▶ **Problem**
Search the records for the string "RegistryActorHandle" and copy every line in which it appears.

= Beginning of Section =

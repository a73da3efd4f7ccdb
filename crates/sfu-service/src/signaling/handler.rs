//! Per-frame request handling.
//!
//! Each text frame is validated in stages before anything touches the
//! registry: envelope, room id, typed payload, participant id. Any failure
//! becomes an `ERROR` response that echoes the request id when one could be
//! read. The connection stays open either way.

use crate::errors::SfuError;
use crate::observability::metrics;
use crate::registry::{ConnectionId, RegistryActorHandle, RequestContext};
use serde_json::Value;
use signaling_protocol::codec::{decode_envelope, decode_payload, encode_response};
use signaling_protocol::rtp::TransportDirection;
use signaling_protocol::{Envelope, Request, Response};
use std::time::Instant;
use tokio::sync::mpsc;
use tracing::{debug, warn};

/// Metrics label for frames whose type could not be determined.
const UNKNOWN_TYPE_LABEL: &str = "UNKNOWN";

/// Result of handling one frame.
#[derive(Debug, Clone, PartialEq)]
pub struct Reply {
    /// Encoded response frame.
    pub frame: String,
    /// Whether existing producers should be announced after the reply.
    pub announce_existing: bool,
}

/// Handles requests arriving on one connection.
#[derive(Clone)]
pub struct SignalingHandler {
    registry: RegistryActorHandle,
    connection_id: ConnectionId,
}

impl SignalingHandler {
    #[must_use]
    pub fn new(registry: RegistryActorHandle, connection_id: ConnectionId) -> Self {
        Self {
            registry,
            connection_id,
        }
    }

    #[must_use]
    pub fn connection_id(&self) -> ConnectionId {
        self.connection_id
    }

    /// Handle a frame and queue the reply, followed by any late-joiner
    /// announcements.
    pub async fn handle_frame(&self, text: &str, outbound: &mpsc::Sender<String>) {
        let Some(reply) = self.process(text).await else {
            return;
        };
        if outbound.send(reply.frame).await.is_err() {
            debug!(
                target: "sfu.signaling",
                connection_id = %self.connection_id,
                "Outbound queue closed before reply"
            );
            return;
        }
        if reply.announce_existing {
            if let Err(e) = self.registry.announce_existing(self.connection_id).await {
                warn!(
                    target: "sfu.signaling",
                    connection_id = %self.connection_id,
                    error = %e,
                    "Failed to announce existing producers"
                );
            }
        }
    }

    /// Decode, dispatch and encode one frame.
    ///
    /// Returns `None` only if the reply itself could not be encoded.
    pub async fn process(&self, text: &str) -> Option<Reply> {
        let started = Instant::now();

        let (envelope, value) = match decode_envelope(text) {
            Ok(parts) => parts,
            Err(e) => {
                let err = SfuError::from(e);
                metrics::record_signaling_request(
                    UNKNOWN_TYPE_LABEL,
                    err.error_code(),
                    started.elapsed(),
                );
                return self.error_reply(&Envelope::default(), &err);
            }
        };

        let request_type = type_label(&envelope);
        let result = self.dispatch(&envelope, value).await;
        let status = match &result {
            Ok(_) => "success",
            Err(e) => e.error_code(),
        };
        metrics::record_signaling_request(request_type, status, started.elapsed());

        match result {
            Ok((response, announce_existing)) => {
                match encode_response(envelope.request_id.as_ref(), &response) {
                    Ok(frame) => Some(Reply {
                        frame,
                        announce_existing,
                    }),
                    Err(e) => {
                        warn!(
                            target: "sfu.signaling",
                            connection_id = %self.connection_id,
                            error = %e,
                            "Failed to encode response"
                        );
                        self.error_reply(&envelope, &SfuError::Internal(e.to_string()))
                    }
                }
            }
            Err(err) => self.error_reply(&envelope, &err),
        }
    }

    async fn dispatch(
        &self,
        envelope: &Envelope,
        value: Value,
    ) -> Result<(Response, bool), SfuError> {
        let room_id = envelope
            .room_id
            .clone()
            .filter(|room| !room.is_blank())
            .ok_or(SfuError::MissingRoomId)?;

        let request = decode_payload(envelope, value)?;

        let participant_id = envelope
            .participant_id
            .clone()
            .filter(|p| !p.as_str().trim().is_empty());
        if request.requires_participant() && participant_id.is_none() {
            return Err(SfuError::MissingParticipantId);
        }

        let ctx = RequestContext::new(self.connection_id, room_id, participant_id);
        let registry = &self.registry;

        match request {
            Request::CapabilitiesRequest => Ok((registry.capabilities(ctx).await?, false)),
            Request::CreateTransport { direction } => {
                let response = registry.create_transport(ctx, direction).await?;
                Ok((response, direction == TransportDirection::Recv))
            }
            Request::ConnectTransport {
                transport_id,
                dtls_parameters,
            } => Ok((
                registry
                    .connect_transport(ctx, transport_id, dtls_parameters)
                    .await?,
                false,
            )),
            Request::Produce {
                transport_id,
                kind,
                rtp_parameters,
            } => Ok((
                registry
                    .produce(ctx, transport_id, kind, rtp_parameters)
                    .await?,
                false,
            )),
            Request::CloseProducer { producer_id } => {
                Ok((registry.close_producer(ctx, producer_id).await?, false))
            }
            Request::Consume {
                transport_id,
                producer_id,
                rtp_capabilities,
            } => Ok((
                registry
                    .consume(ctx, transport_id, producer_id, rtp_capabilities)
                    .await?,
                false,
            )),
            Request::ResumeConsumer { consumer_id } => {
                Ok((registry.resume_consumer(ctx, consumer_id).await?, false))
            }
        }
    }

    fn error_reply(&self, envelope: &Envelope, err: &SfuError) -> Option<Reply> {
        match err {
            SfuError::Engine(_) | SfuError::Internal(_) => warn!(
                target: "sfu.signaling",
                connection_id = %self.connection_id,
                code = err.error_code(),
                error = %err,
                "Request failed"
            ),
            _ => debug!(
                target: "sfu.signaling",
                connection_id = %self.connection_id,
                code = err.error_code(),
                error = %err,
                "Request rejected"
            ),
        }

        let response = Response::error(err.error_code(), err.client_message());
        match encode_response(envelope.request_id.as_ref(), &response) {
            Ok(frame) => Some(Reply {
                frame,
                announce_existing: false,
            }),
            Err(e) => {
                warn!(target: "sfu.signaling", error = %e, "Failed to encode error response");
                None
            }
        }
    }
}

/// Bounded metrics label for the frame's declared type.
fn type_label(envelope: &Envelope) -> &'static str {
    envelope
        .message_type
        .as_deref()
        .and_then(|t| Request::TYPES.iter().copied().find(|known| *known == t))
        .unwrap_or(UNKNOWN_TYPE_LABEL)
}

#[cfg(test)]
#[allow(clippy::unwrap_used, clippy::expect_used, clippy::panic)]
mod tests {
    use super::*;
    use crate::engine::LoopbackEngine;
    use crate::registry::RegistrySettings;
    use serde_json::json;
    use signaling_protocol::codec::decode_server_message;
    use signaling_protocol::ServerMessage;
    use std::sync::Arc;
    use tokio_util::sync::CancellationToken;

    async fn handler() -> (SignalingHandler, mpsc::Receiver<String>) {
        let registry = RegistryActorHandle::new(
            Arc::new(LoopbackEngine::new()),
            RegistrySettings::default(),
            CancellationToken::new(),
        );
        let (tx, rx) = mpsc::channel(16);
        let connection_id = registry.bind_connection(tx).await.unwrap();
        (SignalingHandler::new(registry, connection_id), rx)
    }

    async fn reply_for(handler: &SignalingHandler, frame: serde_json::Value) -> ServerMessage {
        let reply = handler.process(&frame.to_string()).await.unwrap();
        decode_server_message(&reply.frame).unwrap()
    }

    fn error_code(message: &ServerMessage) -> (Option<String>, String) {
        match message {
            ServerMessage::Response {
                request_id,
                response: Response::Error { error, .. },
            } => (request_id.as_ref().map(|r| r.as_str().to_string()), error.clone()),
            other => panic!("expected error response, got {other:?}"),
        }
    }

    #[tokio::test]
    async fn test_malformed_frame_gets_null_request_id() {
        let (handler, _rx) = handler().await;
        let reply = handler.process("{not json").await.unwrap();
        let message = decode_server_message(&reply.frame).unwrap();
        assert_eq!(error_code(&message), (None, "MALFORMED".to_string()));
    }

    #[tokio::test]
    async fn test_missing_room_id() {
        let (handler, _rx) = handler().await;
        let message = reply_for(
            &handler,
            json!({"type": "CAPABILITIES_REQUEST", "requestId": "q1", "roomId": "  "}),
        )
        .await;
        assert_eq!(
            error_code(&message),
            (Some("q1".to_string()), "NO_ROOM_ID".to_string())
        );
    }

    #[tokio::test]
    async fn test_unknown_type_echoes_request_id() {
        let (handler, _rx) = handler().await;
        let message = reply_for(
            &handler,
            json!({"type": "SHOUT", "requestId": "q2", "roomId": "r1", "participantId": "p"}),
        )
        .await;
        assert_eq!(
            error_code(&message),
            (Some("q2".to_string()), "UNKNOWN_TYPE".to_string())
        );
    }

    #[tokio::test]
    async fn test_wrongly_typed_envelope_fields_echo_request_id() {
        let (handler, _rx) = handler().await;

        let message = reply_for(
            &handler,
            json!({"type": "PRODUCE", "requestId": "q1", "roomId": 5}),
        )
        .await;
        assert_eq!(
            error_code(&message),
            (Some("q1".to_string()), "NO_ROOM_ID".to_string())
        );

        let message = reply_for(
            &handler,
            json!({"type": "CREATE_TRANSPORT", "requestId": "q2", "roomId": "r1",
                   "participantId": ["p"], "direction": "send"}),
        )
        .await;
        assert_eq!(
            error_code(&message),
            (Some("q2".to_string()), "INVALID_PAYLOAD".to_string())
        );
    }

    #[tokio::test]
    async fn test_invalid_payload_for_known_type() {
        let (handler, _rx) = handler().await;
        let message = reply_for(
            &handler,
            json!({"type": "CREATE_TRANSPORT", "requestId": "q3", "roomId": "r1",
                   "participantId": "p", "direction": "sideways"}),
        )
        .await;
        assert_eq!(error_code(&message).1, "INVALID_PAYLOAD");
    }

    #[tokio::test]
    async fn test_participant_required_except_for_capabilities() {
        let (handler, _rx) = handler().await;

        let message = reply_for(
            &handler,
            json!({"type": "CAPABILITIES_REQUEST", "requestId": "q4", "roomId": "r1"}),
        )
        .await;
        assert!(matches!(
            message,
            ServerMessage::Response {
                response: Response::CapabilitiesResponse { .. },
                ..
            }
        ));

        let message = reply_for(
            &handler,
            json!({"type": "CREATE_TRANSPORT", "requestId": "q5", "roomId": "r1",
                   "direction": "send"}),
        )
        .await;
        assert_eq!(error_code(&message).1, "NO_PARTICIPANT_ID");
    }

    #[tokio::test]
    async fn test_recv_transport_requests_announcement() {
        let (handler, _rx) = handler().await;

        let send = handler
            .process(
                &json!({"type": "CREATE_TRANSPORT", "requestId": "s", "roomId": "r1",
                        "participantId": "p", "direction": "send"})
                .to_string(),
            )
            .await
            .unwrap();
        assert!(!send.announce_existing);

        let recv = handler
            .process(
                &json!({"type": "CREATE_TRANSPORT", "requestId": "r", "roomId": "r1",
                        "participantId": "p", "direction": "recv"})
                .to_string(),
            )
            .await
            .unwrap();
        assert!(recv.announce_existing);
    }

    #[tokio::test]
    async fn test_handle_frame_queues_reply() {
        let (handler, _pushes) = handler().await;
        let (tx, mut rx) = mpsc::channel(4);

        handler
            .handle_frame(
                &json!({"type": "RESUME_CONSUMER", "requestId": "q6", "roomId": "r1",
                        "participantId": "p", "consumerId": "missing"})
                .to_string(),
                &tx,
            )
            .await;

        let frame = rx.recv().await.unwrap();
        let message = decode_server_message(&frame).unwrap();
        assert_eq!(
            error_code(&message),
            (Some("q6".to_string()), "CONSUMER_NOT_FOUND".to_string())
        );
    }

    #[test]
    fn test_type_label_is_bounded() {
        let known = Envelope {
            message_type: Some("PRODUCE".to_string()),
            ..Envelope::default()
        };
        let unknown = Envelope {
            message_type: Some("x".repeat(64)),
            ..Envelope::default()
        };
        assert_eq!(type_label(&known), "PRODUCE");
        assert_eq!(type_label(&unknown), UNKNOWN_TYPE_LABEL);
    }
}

= End of Section =

▶ **Task response**
use crate::registry::{ConnectionId, RegistryActorHandle, RequestContext};
    registry: RegistryActorHandle,
    pub fn new(registry: RegistryActorHandle, connection_id: ConnectionId) -> Self {
        let registry = RegistryActorHandle::new(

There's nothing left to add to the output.